(Source information begins)
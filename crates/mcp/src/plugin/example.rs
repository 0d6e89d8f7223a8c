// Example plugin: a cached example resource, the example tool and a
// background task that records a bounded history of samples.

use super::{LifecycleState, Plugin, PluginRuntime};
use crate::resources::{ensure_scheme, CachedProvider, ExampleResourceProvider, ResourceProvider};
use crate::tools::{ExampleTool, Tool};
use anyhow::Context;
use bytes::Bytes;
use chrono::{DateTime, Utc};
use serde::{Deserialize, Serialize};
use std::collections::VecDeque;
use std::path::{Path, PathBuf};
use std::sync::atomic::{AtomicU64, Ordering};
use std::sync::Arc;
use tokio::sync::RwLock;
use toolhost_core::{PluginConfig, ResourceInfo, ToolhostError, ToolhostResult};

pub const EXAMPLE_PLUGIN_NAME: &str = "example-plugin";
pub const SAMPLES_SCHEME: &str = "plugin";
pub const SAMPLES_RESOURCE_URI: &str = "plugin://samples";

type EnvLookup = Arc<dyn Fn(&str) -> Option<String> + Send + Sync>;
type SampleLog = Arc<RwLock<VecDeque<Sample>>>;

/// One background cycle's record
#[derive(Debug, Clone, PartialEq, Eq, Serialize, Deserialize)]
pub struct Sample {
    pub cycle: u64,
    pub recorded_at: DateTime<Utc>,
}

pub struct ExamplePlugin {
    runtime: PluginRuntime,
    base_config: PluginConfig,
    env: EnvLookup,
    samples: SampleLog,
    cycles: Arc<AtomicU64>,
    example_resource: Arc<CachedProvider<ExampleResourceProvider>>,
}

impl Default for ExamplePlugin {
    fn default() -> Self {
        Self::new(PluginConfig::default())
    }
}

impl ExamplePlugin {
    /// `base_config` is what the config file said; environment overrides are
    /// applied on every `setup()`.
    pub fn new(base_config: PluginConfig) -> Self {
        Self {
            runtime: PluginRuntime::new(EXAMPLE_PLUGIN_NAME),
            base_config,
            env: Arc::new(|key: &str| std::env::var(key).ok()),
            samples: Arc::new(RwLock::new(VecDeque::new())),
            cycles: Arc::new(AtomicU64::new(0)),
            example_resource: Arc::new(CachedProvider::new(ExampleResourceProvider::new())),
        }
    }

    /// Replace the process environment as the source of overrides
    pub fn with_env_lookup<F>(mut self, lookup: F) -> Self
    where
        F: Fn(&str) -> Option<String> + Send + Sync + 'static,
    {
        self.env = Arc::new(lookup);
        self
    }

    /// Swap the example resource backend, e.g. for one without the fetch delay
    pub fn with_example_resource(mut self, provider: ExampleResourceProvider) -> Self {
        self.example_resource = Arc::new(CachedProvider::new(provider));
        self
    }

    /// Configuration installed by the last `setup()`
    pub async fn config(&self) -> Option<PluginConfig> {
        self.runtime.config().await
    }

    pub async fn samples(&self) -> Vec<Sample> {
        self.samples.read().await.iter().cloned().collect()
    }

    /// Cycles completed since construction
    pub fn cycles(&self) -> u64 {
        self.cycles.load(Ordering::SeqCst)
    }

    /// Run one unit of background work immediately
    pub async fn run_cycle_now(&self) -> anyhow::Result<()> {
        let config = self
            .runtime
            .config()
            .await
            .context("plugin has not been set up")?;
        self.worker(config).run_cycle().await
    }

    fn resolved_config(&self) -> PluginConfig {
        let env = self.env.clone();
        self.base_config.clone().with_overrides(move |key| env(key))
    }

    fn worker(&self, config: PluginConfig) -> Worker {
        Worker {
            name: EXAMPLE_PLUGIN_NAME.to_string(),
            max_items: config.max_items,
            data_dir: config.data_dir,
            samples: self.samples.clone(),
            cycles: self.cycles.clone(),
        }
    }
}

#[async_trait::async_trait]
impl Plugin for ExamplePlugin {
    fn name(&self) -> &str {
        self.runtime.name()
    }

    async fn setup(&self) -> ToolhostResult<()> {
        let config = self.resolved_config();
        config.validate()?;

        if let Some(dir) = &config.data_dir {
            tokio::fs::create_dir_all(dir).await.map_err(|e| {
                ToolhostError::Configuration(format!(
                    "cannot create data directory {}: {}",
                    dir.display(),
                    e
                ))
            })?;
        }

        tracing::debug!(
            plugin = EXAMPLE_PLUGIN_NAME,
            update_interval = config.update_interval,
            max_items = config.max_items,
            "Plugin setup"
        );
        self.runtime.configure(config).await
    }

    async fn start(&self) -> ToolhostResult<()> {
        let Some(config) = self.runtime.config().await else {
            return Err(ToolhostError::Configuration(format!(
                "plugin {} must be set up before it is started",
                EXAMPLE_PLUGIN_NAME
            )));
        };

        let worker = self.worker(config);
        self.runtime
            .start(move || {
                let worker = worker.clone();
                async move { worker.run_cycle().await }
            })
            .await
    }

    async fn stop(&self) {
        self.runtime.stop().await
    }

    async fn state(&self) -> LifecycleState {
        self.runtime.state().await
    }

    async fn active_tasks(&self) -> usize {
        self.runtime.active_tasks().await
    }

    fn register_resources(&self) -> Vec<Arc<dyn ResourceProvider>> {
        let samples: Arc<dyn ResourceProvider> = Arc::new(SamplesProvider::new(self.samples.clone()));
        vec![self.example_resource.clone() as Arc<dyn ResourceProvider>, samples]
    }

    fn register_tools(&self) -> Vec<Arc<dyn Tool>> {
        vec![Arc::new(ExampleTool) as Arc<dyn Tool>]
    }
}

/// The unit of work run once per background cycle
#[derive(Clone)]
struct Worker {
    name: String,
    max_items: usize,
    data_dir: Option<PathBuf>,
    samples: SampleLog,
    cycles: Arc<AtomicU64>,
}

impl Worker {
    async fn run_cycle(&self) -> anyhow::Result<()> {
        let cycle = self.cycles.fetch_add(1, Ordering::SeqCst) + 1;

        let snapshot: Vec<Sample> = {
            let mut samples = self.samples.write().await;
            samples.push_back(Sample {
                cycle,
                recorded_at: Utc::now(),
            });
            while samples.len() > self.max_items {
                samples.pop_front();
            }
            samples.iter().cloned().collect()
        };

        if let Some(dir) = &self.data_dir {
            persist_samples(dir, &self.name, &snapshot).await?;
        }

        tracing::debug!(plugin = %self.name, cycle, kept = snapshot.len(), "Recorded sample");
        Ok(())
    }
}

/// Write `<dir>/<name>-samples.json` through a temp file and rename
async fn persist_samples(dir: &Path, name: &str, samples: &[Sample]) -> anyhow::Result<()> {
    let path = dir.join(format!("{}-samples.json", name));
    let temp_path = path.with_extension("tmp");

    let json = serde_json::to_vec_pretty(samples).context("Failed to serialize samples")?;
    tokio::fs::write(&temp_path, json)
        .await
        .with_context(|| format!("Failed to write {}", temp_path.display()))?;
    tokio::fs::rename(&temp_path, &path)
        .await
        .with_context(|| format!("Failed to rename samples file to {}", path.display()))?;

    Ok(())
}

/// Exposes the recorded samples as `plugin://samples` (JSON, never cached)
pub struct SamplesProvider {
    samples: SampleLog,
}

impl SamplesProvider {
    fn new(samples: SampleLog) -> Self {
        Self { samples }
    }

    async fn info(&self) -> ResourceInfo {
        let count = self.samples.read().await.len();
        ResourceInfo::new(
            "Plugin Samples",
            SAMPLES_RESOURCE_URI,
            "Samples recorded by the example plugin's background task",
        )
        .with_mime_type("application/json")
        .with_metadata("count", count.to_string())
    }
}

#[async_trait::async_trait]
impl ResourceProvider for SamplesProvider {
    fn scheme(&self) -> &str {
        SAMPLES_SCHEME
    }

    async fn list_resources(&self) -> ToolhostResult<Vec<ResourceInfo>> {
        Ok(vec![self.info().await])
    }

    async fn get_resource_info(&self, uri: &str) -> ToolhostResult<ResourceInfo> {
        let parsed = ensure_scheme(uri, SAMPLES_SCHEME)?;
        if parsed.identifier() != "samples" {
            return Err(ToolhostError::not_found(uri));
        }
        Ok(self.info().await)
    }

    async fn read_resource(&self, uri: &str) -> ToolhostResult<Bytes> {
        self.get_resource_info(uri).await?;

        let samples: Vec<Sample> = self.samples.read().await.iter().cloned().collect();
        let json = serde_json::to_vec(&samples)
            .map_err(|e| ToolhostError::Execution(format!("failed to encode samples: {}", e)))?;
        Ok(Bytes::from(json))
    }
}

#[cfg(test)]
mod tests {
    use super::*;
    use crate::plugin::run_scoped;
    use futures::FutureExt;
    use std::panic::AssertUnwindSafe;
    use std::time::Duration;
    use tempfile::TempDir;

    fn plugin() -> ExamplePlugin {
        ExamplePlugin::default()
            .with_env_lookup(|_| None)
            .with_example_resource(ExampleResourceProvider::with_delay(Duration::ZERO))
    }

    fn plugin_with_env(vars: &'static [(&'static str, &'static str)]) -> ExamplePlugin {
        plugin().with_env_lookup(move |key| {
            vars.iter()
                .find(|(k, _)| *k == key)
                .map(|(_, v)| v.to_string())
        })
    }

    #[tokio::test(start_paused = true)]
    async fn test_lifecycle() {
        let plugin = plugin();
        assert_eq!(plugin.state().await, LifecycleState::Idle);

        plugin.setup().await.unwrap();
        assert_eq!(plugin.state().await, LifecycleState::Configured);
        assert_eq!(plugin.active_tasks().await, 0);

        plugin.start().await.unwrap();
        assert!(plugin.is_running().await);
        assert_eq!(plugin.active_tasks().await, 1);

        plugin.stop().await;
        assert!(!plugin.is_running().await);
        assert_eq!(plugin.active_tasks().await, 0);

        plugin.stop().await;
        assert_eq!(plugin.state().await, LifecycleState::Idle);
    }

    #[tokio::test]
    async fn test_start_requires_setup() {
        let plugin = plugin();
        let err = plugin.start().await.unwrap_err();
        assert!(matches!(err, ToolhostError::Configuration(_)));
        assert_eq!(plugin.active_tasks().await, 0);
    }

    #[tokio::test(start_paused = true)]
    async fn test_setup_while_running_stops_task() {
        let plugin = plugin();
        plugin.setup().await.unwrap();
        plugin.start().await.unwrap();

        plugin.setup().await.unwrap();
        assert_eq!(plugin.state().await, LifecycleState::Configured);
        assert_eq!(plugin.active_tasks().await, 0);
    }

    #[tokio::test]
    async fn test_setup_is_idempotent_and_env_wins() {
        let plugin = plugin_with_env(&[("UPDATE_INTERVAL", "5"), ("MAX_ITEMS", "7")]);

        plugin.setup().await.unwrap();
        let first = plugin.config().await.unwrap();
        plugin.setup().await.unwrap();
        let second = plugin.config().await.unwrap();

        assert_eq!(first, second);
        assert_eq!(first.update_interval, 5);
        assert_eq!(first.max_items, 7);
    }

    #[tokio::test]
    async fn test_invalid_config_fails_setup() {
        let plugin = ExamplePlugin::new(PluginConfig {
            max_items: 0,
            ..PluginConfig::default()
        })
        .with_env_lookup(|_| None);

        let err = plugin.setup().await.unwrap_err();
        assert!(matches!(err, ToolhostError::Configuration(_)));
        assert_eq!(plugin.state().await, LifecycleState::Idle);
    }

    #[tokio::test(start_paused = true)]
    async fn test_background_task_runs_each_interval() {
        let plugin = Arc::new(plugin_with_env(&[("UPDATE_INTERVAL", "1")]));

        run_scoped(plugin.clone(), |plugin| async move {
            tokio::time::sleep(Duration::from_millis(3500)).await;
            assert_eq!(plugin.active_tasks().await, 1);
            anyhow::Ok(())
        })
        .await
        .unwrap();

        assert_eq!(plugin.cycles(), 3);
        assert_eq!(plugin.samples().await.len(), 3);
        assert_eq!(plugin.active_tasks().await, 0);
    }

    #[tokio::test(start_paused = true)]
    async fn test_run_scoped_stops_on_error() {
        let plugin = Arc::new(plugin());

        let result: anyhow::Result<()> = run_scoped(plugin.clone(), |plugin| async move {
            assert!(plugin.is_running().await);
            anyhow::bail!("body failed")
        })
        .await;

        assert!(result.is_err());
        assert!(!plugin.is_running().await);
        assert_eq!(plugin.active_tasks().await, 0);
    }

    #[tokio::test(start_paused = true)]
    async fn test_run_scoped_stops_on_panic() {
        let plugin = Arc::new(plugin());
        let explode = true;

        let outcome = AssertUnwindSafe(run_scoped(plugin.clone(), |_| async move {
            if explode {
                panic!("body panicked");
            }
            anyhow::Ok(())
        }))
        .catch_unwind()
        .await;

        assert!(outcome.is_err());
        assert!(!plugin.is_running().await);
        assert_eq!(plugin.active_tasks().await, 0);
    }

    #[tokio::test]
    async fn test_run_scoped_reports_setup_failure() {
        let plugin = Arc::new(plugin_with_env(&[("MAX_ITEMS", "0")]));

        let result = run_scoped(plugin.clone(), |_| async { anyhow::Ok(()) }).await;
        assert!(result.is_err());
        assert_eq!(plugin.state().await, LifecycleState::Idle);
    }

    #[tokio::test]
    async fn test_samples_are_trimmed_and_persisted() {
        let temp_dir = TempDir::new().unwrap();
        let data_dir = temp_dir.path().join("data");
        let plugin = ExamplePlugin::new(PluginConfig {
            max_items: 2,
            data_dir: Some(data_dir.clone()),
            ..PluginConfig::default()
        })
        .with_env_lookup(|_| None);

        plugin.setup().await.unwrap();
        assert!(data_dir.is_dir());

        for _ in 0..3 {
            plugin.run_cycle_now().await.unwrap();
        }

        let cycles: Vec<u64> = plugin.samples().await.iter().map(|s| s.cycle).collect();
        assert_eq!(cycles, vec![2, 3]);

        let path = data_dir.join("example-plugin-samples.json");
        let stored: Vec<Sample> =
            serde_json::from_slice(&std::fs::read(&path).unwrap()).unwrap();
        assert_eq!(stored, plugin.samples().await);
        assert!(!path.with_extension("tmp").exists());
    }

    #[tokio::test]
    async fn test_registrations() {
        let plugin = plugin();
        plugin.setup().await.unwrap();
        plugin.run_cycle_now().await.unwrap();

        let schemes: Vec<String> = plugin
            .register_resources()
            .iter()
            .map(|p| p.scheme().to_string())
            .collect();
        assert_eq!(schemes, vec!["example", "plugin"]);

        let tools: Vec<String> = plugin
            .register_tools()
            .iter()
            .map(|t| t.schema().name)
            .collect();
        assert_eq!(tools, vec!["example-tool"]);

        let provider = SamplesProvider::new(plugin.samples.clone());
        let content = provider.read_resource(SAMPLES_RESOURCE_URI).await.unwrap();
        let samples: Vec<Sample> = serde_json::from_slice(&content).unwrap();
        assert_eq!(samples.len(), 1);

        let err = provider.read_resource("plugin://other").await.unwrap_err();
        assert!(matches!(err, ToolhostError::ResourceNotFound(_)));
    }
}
(Source information ends)
== Task requirements ==
Determine how many lines in the records contain "schemes", and reply with the number only.

== Written solution ==
2